Travail : n.m., du bas latin tripalium, etc.

« Travail » appartient à cette catégorie. Dès le plus jeune âge, le travail nous est imposé par un système auquel il est quasi impossible de se soustraire : maternelle, primaire, collège, lycée, contrôles, examens… Nombreux également sont les contes et dessins animés où le travail est au centre de l’histoire. Le père adoptif de Pinocchio n’était-il pas menuisier (métier répandu pour les pères adoptifs de personnages importants…) ? Par une nuit, c’est grâce à son travail qu’il a engendré une marionnette appelée Pinocchio. N’est-ce pas également grâce au travail du père Noël que les enfants ont des cadeaux, du travail des cigognes si les enfants arrivent dans un foyer ?

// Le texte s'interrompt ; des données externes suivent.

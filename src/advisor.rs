//! Front-end request assembly
//!
//! Shared by the web form and the interactive terminal app: parses raw form
//! fields, applies soil presets, defaults and the weather fallback, rejects
//! missing soil nutrients, then runs the engine.
//!
//! Precedence for environmental values:
//!   weather lookup (if a city was given and it succeeded) → form → default
//! Precedence for soil values:
//!   form → soil preset → default (pH only; N/P/K are required)

use serde::{Deserialize, Serialize};

use crate::classifier::CropClassifier;
use crate::engine::{recommend_with, FertilizerRules};
use crate::error::{MissingInputError, PredictionError, WeatherError};
use crate::soil_presets::{find_preset, SoilPreset};
use crate::types::{EnvironmentReading, Recommendation, SoilSample};

pub const DEFAULT_TEMPERATURE: f64 = 25.0;
pub const DEFAULT_HUMIDITY: f64 = 70.0;
pub const DEFAULT_RAINFALL: f64 = 100.0;
pub const DEFAULT_PH: f64 = 6.5;

/// Raw form fields as submitted (all optional strings).
#[derive(Debug, Clone, Default, PartialEq, Serialize, Deserialize)]
#[serde(default)]
pub struct AdviceForm {
    pub city: Option<String>,
    pub soil_preset: Option<String>,
    #[serde(rename = "N")]
    pub n: Option<String>,
    #[serde(rename = "P")]
    pub p: Option<String>,
    #[serde(rename = "K")]
    pub k: Option<String>,
    pub ph: Option<String>,
    pub temperature: Option<String>,
    pub humidity: Option<String>,
    pub rainfall: Option<String>,
}

impl AdviceForm {
    /// Trimmed city name, `None` when blank.
    pub fn city(&self) -> Option<&str> {
        self.city.as_deref().map(str::trim).filter(|c| !c.is_empty())
    }

    /// Selected preset, if the key is known.
    pub fn preset(&self) -> Option<&'static SoilPreset> {
        self.soil_preset.as_deref().and_then(find_preset)
    }
}

/// Parse a numeric form field. Blank, unparsable and non-finite values are
/// treated as absent.
pub fn parse_field(value: Option<&str>) -> Option<f64> {
    let v = value?.trim();
    if v.is_empty() {
        return None;
    }
    v.parse::<f64>().ok().filter(|x| x.is_finite())
}

/// Engine inputs after defaults and fallbacks.
#[derive(Debug, Clone, PartialEq, Serialize)]
pub struct ResolvedInputs {
    pub sample: SoilSample,
    pub environment: EnvironmentReading,
    /// Whether the environment came from a weather lookup
    pub from_weather: bool,
    /// Non-fatal problem to show the user (failed weather lookup)
    pub warning: Option<String>,
}

/// Resolve form fields into engine inputs.
///
/// `weather` is the outcome of looking up `form.city()`, or `None` when no
/// lookup was attempted.
pub fn resolve_inputs(
    form: &AdviceForm,
    weather: Option<Result<EnvironmentReading, WeatherError>>,
) -> Result<ResolvedInputs, MissingInputError> {
    let preset = form.preset();

    let n = parse_field(form.n.as_deref()).or(preset.map(|p| p.n));
    let p = parse_field(form.p.as_deref()).or(preset.map(|p| p.p));
    let k = parse_field(form.k.as_deref()).or(preset.map(|p| p.k));
    let ph = parse_field(form.ph.as_deref())
        .or(preset.map(|p| p.ph))
        .unwrap_or(DEFAULT_PH);

    let (n, p, k) = match (n, p, k) {
        (Some(n), Some(p), Some(k)) => (n, p, k),
        _ => {
            let fields = [("N", n), ("P", p), ("K", k)]
                .into_iter()
                .filter(|(_, v)| v.is_none())
                .map(|(name, _)| name)
                .collect();
            return Err(MissingInputError { fields });
        }
    };

    let mut warning = None;
    let looked_up = match weather {
        Some(Ok(reading)) => Some(reading),
        Some(Err(e)) => {
            let city = form.city().unwrap_or_default();
            tracing::warn!("Weather lookup for '{}' failed: {}", city, e);
            warning = Some(format!(
                "Could not fetch weather for '{}'. Either API key missing/invalid or city not found. \
                 You can still enter values manually.",
                city
            ));
            None
        }
        None => None,
    };

    let environment = looked_up.unwrap_or_else(|| {
        EnvironmentReading::new(
            parse_field(form.temperature.as_deref()).unwrap_or(DEFAULT_TEMPERATURE),
            parse_field(form.humidity.as_deref()).unwrap_or(DEFAULT_HUMIDITY),
            parse_field(form.rainfall.as_deref()).unwrap_or(DEFAULT_RAINFALL),
        )
    });

    Ok(ResolvedInputs {
        sample: SoilSample::new(n, p, k, ph),
        environment,
        from_weather: looked_up.is_some(),
        warning,
    })
}

/// Resolved inputs together with the engine output.
#[derive(Debug, Clone, PartialEq, Serialize)]
pub struct Advice {
    pub inputs: ResolvedInputs,
    pub recommendation: Recommendation,
}

/// Run the engine on resolved inputs.
pub fn advise<C>(
    classifier: &C,
    rules: &FertilizerRules,
    inputs: ResolvedInputs,
) -> Result<Advice, PredictionError>
where
    C: CropClassifier + ?Sized,
{
    let recommendation = recommend_with(&inputs.sample, &inputs.environment, classifier, rules)?;
    Ok(Advice {
        inputs,
        recommendation,
    })
}

/// Look up the form's city, if any.
#[cfg(feature = "weather")]
pub async fn fetch_environment(
    weather: &dyn crate::weather::WeatherLookup,
    form: &AdviceForm,
) -> Option<Result<EnvironmentReading, WeatherError>> {
    let city = form.city()?;
    tracing::debug!("Looking up weather for '{}'", city);
    Some(weather.lookup(city).await)
}

// ============================================================================
// Interactive input bounds
// ============================================================================

/// Range and default of one interactive numeric input.
#[derive(Debug, Clone, Copy, PartialEq)]
pub struct InputBounds {
    pub label: &'static str,
    pub min: f64,
    pub max: f64,
    pub default: f64,
}

impl InputBounds {
    pub fn contains(&self, value: f64) -> bool {
        value.is_finite() && value >= self.min && value <= self.max
    }
}

pub const NITROGEN_INPUT: InputBounds = InputBounds { label: "Nitrogen (N)", min: 0.0, max: 200.0, default: 50.0 };
pub const PHOSPHORUS_INPUT: InputBounds = InputBounds { label: "Phosphorus (P)", min: 0.0, max: 200.0, default: 50.0 };
pub const POTASSIUM_INPUT: InputBounds = InputBounds { label: "Potassium (K)", min: 0.0, max: 200.0, default: 50.0 };
pub const PH_INPUT: InputBounds = InputBounds { label: "Soil pH", min: 0.0, max: 14.0, default: 6.5 };
pub const TEMPERATURE_INPUT: InputBounds = InputBounds { label: "Temperature (°C)", min: -10.0, max: 50.0, default: 25.0 };
pub const HUMIDITY_INPUT: InputBounds = InputBounds { label: "Humidity (%)", min: 0.0, max: 100.0, default: 50.0 };
pub const RAINFALL_INPUT: InputBounds = InputBounds { label: "Rainfall (mm)", min: 0.0, max: 300.0, default: 100.0 };
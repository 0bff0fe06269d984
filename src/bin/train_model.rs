//! Train the crop classifier from the crop dataset CSV
//!
//! Fits a 100-tree random forest on an 80/20 split, prints held-out accuracy,
//! and writes the model JSON loaded by the front-ends.
//!
//! Usage:
//!   cargo run --release --bin train_model [DATA_PATH] [MODEL_PATH]
//!
//! Paths default to the DATA_PATH / MODEL_PATH environment variables.

use crop_recommender_rust::classifier::train_from_csv;
use crop_recommender_rust::data::LABEL_COLUMN;
use crop_recommender_rust::types::FEATURE_NAMES;
use crop_recommender_rust::{AppConfig, TrainingConfig};
use std::path::PathBuf;
use std::time::Instant;

fn main() -> anyhow::Result<()> {
    let config = AppConfig::from_env();
    let mut args = std::env::args().skip(1);
    let data_path = args.next().map(PathBuf::from).unwrap_or(config.data_path);
    let model_path = args.next().map(PathBuf::from).unwrap_or(config.model_path);

    println!("\n{}", "=".repeat(70));
    println!("Crop Classifier Training");
    println!("{}", "=".repeat(70));
    println!();
    println!("  Data:  {}", data_path.display());
    println!("  Model: {}", model_path.display());
    println!();

    let training = TrainingConfig::default();
    let start = Instant::now();
    let report = train_from_csv(&data_path, &training)?;

    println!("Dataset shape: ({}, {})", report.n_train + report.n_test, FEATURE_NAMES.len() + 1);
    println!("  Columns:    {}, {}", FEATURE_NAMES.join(", "), LABEL_COLUMN);
    println!("  Train rows: {}", report.n_train);
    println!("  Test rows:  {}", report.n_test);
    println!("  Classes:    {}", report.classes.len());
    println!();
    println!("Trees: {} (avg depth {:.1}, {} nodes)",
        report.model.n_trees(),
        report.model.avg_depth(),
        report.model.total_nodes()
    );
    println!("Accuracy: {:.4}", report.accuracy);
    println!("Training time: {:.2}s", start.elapsed().as_secs_f64());

    report.model.save(&model_path)?;
    println!();
    println!("✓ Model saved to {}", model_path.display());

    Ok(())
}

La mythologie, les textes sacrés ne sont pas non plus en reste sur des exemples concrets de personnages ou de récits autour du travail. Et dire qu’Hercule n’avait que douze travaux à réaliser ! Recenser les contes, textes, récits mythologiques ou textes sacrés où le travail est au cœur de l’intrigue relèverait d’un treizième travail qui ferait de moi le nouvel Hercule 2.0.

Le travail ne nous laisse pas indifférents, il s’impose à nous et nous marque dans notre chair ou notre intellect, c’est par le travail que l’on devient ce que l’on est et qu’on évolue, qu’on se spécialise dans un métier, que l’on progresse dans un sport, dans un art. Ecoutons SOPRANO et Marina Kaye, « l’Everest » de SOPRANO est passé par « un travail assidu et forcené sans lâcher ses valeurs et avec de nombreux sacrifices »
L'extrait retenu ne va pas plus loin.